* Task statement *
Please return all of the records that follow, exactly as written.

Records from a collection:
--------------------------------
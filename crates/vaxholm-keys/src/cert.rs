#![forbid(unsafe_code)]

//! X.509 certificate model used for token references.
//!
//! Captures the identifiers WS-Security uses to point at a certificate:
//! SHA-1 thumbprint, subject key identifier and issuer/serial.

use der::{oid::AssociatedOid, Decode, Encode};
use sha1::{Digest, Sha1};
use vaxholm_core::Error;
use x509_cert::ext::pkix::SubjectKeyIdentifier;
use x509_cert::Certificate;

/// A parsed RSA X.509 certificate.
#[derive(Clone, Debug)]
pub struct X509Cert {
    der: Vec<u8>,
    public_key: rsa::RsaPublicKey,
    subject: String,
    issuer: String,
    serial: String,
    ski: Option<Vec<u8>>,
    thumbprint_sha1: Vec<u8>,
}

impl X509Cert {
    /// Parse a DER-encoded certificate.
    pub fn from_der(data: &[u8]) -> Result<Self, Error> {
        let cert = Certificate::from_der(data)
            .map_err(|e| Error::Certificate(format!("failed to parse X.509 certificate: {e}")))?;
        let tbs = &cert.tbs_certificate;

        let spki_der = tbs
            .subject_public_key_info
            .to_der()
            .map_err(|e| Error::Certificate(format!("failed to encode SPKI: {e}")))?;
        use spki::DecodePublicKey;
        let public_key = rsa::RsaPublicKey::from_public_key_der(&spki_der)
            .map_err(|e| Error::Certificate(format!("certificate key is not RSA: {e}")))?;

        let serial = rsa::BigUint::from_bytes_be(tbs.serial_number.as_bytes()).to_string();

        let ski = match &tbs.extensions {
            Some(exts) => exts
                .iter()
                .find(|ext| ext.extn_id == SubjectKeyIdentifier::OID)
                .map(|ext| {
                    SubjectKeyIdentifier::from_der(ext.extn_value.as_bytes())
                        .map(|ski| ski.0.as_bytes().to_vec())
                        .map_err(|e| Error::Certificate(format!("invalid subject key identifier: {e}")))
                })
                .transpose()?,
            None => None,
        };

        Ok(Self {
            der: data.to_vec(),
            public_key,
            subject: tbs.subject.to_string(),
            issuer: tbs.issuer.to_string(),
            serial,
            ski,
            thumbprint_sha1: Sha1::digest(data).to_vec(),
        })
    }

    /// Parse a PEM `CERTIFICATE` block.
    pub fn from_pem(data: &[u8]) -> Result<Self, Error> {
        let (label, der_bytes) = pem_rfc7468::decode_vec(trim_ascii(data))
            .map_err(|e| Error::Certificate(format!("failed to decode certificate PEM: {e}")))?;
        if label != "CERTIFICATE" {
            return Err(Error::Certificate(format!(
                "expected CERTIFICATE PEM label, got: {label}"
            )));
        }
        Self::from_der(&der_bytes)
    }

    /// DER encoding, as carried in a BinarySecurityToken.
    pub fn der(&self) -> &[u8] {
        &self.der
    }

    pub fn public_key(&self) -> &rsa::RsaPublicKey {
        &self.public_key
    }

    /// Subject distinguished name (RFC 4514).
    pub fn subject(&self) -> &str {
        &self.subject
    }

    /// Issuer distinguished name (RFC 4514).
    pub fn issuer(&self) -> &str {
        &self.issuer
    }

    /// Serial number in decimal.
    pub fn serial(&self) -> &str {
        &self.serial
    }

    /// Subject key identifier extension, if present.
    pub fn ski(&self) -> Option<&[u8]> {
        self.ski.as_deref()
    }

    pub fn thumbprint_sha1(&self) -> &[u8] {
        &self.thumbprint_sha1
    }

    /// Whether this certificate is named by the given issuer DN and serial.
    pub fn matches_issuer_serial(&self, issuer: &str, serial: &str) -> bool {
        serial.trim() == self.serial && names_equal(issuer, &self.issuer)
    }
}

impl PartialEq for X509Cert {
    fn eq(&self, other: &Self) -> bool {
        self.der == other.der
    }
}

impl Eq for X509Cert {}

/// Compare two DN strings ignoring case and whitespace around separators.
fn names_equal(a: &str, b: &str) -> bool {
    fn normalize(name: &str) -> Vec<String> {
        name.split(',')
            .map(|rdn| {
                rdn.split('=')
                    .map(|part| part.trim().to_ascii_lowercase())
                    .collect::<Vec<_>>()
                    .join("=")
            })
            .collect()
    }
    normalize(a) == normalize(b)
}

fn trim_ascii(data: &[u8]) -> &[u8] {
    let start = data.iter().position(|b| !b.is_ascii_whitespace()).unwrap_or(data.len());
    let end = data
        .iter()
        .rposition(|b| !b.is_ascii_whitespace())
        .map_or(start, |p| p + 1);
    &data[start..end]
}

#[cfg(test)]
mod tests {
    use super::*;

    const ALICE: &[u8] = include_bytes!("../../../testdata/alice-cert.pem");
    const CAROL: &[u8] = include_bytes!("../../../testdata/carol-cert.pem");

    #[test]
    fn test_parse_identifiers() {
        let cert = X509Cert::from_pem(ALICE).unwrap();
        assert_eq!(cert.thumbprint_sha1().len(), 20);
        assert_eq!(cert.thumbprint_sha1()[..3], [0x36, 0xBD, 0x06]);
        let ski = cert.ski().unwrap();
        assert_eq!(ski.len(), 20);
        assert_eq!(ski[..2], [0x6C, 0x4A]);
        assert!(cert.subject().contains("CN=alice"));
        assert!(!cert.serial().is_empty());
        assert!(cert.serial().chars().all(|c| c.is_ascii_digit()));
    }

    #[test]
    fn test_missing_ski() {
        let cert = X509Cert::from_pem(CAROL).unwrap();
        assert!(cert.ski().is_none());
    }

    #[test]
    fn test_der_roundtrip_and_issuer_serial() {
        let cert = X509Cert::from_pem(ALICE).unwrap();
        let again = X509Cert::from_der(cert.der()).unwrap();
        assert_eq!(cert, again);
        let spaced = cert.issuer().replace(',', ", ");
        assert!(cert.matches_issuer_serial(&spaced, cert.serial()));
        assert!(!cert.matches_issuer_serial(cert.issuer(), "1"));
    }

    #[test]
    fn test_rejects_non_certificate_pem() {
        let key = include_bytes!("../../../testdata/alice-key.pem");
        assert!(matches!(X509Cert::from_pem(key), Err(Error::Certificate(_))));
    }
}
--------------------------------
* Solution for this task *
filename crates/vaxholm-keys/src/cert.rs
#![forbid(unsafe_code)]

//! X.509 certificate model used for token references.
//!
//! Captures the identifiers WS-Security uses to point at a certificate:
//! SHA-1 thumbprint, subject key identifier and issuer/serial.

use der::{oid::AssociatedOid, Decode, Encode};
use sha1::{Digest, Sha1};
use vaxholm_core::Error;
use x509_cert::ext::pkix::SubjectKeyIdentifier;
use x509_cert::Certificate;

/// A parsed RSA X.509 certificate.
#[derive(Clone, Debug)]
pub struct X509Cert {
    der: Vec<u8>,
    public_key: rsa::RsaPublicKey,
    subject: String,
    issuer: String,
    serial: String,
    ski: Option<Vec<u8>>,
    thumbprint_sha1: Vec<u8>,
}

impl X509Cert {
    /// Parse a DER-encoded certificate.
    pub fn from_der(data: &[u8]) -> Result<Self, Error> {
        let cert = Certificate::from_der(data)
            .map_err(|e| Error::Certificate(format!("failed to parse X.509 certificate: {e}")))?;
        let tbs = &cert.tbs_certificate;

        let spki_der = tbs
            .subject_public_key_info
            .to_der()
            .map_err(|e| Error::Certificate(format!("failed to encode SPKI: {e}")))?;
        use spki::DecodePublicKey;
        let public_key = rsa::RsaPublicKey::from_public_key_der(&spki_der)
            .map_err(|e| Error::Certificate(format!("certificate key is not RSA: {e}")))?;

        let serial = rsa::BigUint::from_bytes_be(tbs.serial_number.as_bytes()).to_string();

        let ski = match &tbs.extensions {
            Some(exts) => exts
                .iter()
                .find(|ext| ext.extn_id == SubjectKeyIdentifier::OID)
                .map(|ext| {
                    SubjectKeyIdentifier::from_der(ext.extn_value.as_bytes())
                        .map(|ski| ski.0.as_bytes().to_vec())
                        .map_err(|e| Error::Certificate(format!("invalid subject key identifier: {e}")))
                })
                .transpose()?,
            None => None,
        };

        Ok(Self {
            der: data.to_vec(),
            public_key,
            subject: tbs.subject.to_string(),
            issuer: tbs.issuer.to_string(),
            serial,
            ski,
            thumbprint_sha1: Sha1::digest(data).to_vec(),
        })
    }

    /// Parse a PEM `CERTIFICATE` block.
    pub fn from_pem(data: &[u8]) -> Result<Self, Error> {
        let (label, der_bytes) = pem_rfc7468::decode_vec(trim_ascii(data))
            .map_err(|e| Error::Certificate(format!("failed to decode certificate PEM: {e}")))?;
        if label != "CERTIFICATE" {
            return Err(Error::Certificate(format!(
                "expected CERTIFICATE PEM label, got: {label}"
            )));
        }
        Self::from_der(&der_bytes)
    }

    /// DER encoding, as carried in a BinarySecurityToken.
    pub fn der(&self) -> &[u8] {
        &self.der
    }

    pub fn public_key(&self) -> &rsa::RsaPublicKey {
        &self.public_key
    }

    /// Subject distinguished name (RFC 4514).
    pub fn subject(&self) -> &str {
        &self.subject
    }

    /// Issuer distinguished name (RFC 4514).
    pub fn issuer(&self) -> &str {
        &self.issuer
    }

    /// Serial number in decimal.
    pub fn serial(&self) -> &str {
        &self.serial
    }

    /// Subject key identifier extension, if present.
    pub fn ski(&self) -> Option<&[u8]> {
        self.ski.as_deref()
    }

    pub fn thumbprint_sha1(&self) -> &[u8] {
        &self.thumbprint_sha1
    }

    /// Whether this certificate is named by the given issuer DN and serial.
    pub fn matches_issuer_serial(&self, issuer: &str, serial: &str) -> bool {
        serial.trim() == self.serial && names_equal(issuer, &self.issuer)
    }
}

impl PartialEq for X509Cert {
    fn eq(&self, other: &Self) -> bool {
        self.der == other.der
    }
}

impl Eq for X509Cert {}

/// Compare two DN strings ignoring case and whitespace around separators.
fn names_equal(a: &str, b: &str) -> bool {
    fn normalize(name: &str) -> Vec<String> {
        name.split(',')
            .map(|rdn| {
                rdn.split('=')
                    .map(|part| part.trim().to_ascii_lowercase())
                    .collect::<Vec<_>>()
                    .join("=")
            })
            .collect()
    }
    normalize(a) == normalize(b)
}

fn trim_ascii(data: &[u8]) -> &[u8] {
    let start = data.iter().position(|b| !b.is_ascii_whitespace()).unwrap_or(data.len());
    let end = data
        .iter()
        .rposition(|b| !b.is_ascii_whitespace())
        .map_or(start, |p| p + 1);
    &data[start..end]
}

#[cfg(test)]
mod tests {
    use super::*;

    const ALICE: &[u8] = include_bytes!("../../../testdata/alice-cert.pem");
    const CAROL: &[u8] = include_bytes!("../../../testdata/carol-cert.pem");

    #[test]
    fn test_parse_identifiers() {
        let cert = X509Cert::from_pem(ALICE).unwrap();
        assert_eq!(cert.thumbprint_sha1().len(), 20);
        assert_eq!(cert.thumbprint_sha1()[..3], [0x36, 0xBD, 0x06]);
        let ski = cert.ski().unwrap();
        assert_eq!(ski.len(), 20);
        assert_eq!(ski[..2], [0x6C, 0x4A]);
        assert!(cert.subject().contains("CN=alice"));
        assert!(!cert.serial().is_empty());
        assert!(cert.serial().chars().all(|c| c.is_ascii_digit()));
    }

    #[test]
    fn test_missing_ski() {
        let cert = X509Cert::from_pem(CAROL).unwrap();
        assert!(cert.ski().is_none());
    }

    #[test]
    fn test_der_roundtrip_and_issuer_serial() {
        let cert = X509Cert::from_pem(ALICE).unwrap();
        let again = X509Cert::from_der(cert.der()).unwrap();
        assert_eq!(cert, again);
        let spaced = cert.issuer().replace(',', ", ");
        assert!(cert.matches_issuer_serial(&spaced, cert.serial()));
        assert!(!cert.matches_issuer_serial(cert.issuer(), "1"));
    }

    #[test]
    fn test_rejects_non_certificate_pem() {
        let key = include_bytes!("../../../testdata/alice-key.pem");
        assert!(matches!(X509Cert::from_pem(key), Err(Error::Certificate(_))));
    }
}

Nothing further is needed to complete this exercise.